==== Information supplied
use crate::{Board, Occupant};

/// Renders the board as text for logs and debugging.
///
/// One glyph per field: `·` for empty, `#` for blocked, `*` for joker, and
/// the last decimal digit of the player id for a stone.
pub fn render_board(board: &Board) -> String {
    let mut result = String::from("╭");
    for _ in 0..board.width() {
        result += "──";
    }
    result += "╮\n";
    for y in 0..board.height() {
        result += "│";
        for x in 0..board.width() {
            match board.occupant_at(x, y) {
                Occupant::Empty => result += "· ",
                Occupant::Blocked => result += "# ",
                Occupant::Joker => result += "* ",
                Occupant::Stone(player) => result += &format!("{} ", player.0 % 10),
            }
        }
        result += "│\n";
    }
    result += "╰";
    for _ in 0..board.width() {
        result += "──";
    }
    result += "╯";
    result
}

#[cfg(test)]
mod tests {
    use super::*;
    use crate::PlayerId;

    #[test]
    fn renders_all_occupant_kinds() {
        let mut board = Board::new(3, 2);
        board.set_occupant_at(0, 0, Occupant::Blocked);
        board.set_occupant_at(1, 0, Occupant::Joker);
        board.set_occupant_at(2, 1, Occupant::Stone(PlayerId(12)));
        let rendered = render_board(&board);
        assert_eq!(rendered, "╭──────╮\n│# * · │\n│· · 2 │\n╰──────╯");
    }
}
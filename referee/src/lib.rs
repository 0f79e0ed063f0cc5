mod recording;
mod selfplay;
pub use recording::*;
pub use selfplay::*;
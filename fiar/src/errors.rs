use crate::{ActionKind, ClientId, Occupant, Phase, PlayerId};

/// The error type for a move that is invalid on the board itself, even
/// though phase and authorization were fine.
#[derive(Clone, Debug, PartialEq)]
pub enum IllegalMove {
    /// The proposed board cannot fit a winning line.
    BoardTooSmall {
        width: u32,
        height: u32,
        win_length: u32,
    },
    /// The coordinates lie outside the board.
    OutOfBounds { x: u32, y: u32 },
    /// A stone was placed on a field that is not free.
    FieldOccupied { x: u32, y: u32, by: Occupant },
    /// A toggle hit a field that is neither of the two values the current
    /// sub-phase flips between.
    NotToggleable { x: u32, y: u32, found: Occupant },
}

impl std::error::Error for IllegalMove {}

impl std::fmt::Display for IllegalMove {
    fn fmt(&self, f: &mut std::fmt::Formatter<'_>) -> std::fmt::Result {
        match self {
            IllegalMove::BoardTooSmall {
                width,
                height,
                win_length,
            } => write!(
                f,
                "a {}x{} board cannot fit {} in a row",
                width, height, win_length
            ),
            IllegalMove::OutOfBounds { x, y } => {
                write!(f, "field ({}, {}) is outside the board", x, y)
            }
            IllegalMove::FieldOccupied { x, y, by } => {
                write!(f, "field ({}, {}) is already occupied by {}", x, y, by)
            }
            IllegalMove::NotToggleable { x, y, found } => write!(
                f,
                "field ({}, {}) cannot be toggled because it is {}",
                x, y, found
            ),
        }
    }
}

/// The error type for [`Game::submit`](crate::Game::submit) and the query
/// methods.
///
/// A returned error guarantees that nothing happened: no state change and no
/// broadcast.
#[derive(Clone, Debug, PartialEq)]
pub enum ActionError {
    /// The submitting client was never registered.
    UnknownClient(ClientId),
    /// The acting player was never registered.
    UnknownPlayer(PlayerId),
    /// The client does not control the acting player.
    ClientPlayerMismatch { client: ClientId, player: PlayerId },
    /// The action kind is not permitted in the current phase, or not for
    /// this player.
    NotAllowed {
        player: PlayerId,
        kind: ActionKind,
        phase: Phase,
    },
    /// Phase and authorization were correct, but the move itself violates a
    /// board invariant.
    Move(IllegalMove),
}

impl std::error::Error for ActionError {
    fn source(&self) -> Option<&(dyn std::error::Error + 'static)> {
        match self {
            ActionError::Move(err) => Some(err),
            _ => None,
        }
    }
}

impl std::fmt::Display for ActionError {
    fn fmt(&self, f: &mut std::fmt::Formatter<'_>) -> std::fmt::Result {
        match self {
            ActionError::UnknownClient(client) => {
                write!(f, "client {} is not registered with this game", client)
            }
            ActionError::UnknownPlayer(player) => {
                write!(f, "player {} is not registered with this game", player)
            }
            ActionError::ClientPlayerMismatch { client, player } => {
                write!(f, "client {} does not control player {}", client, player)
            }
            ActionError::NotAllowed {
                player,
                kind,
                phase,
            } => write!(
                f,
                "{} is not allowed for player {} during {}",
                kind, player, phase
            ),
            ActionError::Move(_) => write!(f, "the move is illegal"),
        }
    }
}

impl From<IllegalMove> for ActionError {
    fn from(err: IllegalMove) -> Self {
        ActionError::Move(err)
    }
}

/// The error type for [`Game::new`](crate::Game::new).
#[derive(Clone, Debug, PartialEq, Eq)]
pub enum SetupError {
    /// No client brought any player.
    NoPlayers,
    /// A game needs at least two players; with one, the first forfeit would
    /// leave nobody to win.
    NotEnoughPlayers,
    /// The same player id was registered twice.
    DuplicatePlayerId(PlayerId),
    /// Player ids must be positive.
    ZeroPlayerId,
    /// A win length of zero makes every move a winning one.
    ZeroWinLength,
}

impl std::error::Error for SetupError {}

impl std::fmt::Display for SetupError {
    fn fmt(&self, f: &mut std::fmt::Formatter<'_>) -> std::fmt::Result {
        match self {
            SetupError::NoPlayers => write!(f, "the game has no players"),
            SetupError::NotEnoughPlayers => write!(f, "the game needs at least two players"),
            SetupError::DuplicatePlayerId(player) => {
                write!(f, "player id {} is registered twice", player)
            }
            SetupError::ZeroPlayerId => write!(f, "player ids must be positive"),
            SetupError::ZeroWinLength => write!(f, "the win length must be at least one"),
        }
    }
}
========
- What is needed
Exactly as written, reproduce the lines of the data above from the first line through the line where "board.set_occupant_at(0, 0, Occupant::Blocked);" appears.

- The answer
use crate::{Board, Occupant};

/// Renders the board as text for logs and debugging.
///
/// One glyph per field: `·` for empty, `#` for blocked, `*` for joker, and
/// the last decimal digit of the player id for a stone.
pub fn render_board(board: &Board) -> String {
    let mut result = String::from("╭");
    for _ in 0..board.width() {
        result += "──";
    }
    result += "╮\n";
    for y in 0..board.height() {
        result += "│";
        for x in 0..board.width() {
            match board.occupant_at(x, y) {
                Occupant::Empty => result += "· ",
                Occupant::Blocked => result += "# ",
                Occupant::Joker => result += "* ",
                Occupant::Stone(player) => result += &format!("{} ", player.0 % 10),
            }
        }
        result += "│\n";
    }
    result += "╰";
    for _ in 0..board.width() {
        result += "──";
    }
    result += "╯";
    result
}

#[cfg(test)]
mod tests {
    use super::*;
    use crate::PlayerId;

    #[test]
    fn renders_all_occupant_kinds() {
        let mut board = Board::new(3, 2);
        board.set_occupant_at(0, 0, Occupant::Blocked);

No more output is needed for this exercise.